Archive for March, 2011

An Alternative to Traditional Community College

March 31, 2011

Are you about to graduate high school or do you have a child who is close to graduating?  If so, you may want to consider the following option.  College is an important step to take; therefore, you want to make the right decision in choosing a school.  Community college, while affordable and convenient, might not always be someone’s top choice.  Luckily, there are alternatives, such as online universities.  There are pros and cons to choosing this type of schooling.
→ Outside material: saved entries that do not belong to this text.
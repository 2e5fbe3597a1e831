use serde::{Deserialize, Serialize};

/// Locally persisted proof that this device considers a user signed in.
#[derive(Debug, Clone, PartialEq, Eq, Serialize, Deserialize)]
pub struct SessionRecord {
    pub user_id: String,
    pub email: String,
    pub display_name: String,
    pub is_admin: bool,
}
If you or your child is graduating high school but traditional community college offerings fall short of your expectations, attending an online university may work for you. Higher education is just a click away.Pros

  • Learning at your own pace. With online college, you can either finish a course quickly or slow down and really analyze your courses.  Having this option can be very beneficial.
  • Fits any lifestyle. Whether you are busy or have a lot of time on your hands online college can work both ways.  If you have multiple jobs and responsibilities (e.g. family life), online college is great because there is no time requirement as long as you get your courses done, and you stay on track.
  • Attend class anywhere. If you decide to go on a trip with some friends or visit family in another state, your classes basically go with you!  As long as you have access to a computer and an Internet connection, you’re set.

Cons

  • You must be self-disciplined. Even though you may be busy with other things, you still have to find time to finish all your coursework.  If you don’t this, your grades will suffer and you may even have to withdrawal from the course, forcing you to retake the class next semester.
  • No social interaction. This might not be a problem for some but if you are the type of learner that needs to work with people to grasp a certain concept, online college might not be the best choice.
  • Waiting on virtual assistance. In a classroom your teacher is right there, so when you have a question, they are ready to answer it.  For online college, you might have to wait a few hours or days to get your answer because you would need to e-mail your teacher with the question, and wait for their reply.

This is just one of the alternatives to community college but this is the one that I feel would be helpful.  Online college, though it requires more effort, helps build discipline and good problem-solving skills you will need in your future career.  It also gives you the control to shape and manage your own schedule.  Whether you feel this is a good option or not, consider online college as the key to your success.  For help finding the right online college for you, go to this website.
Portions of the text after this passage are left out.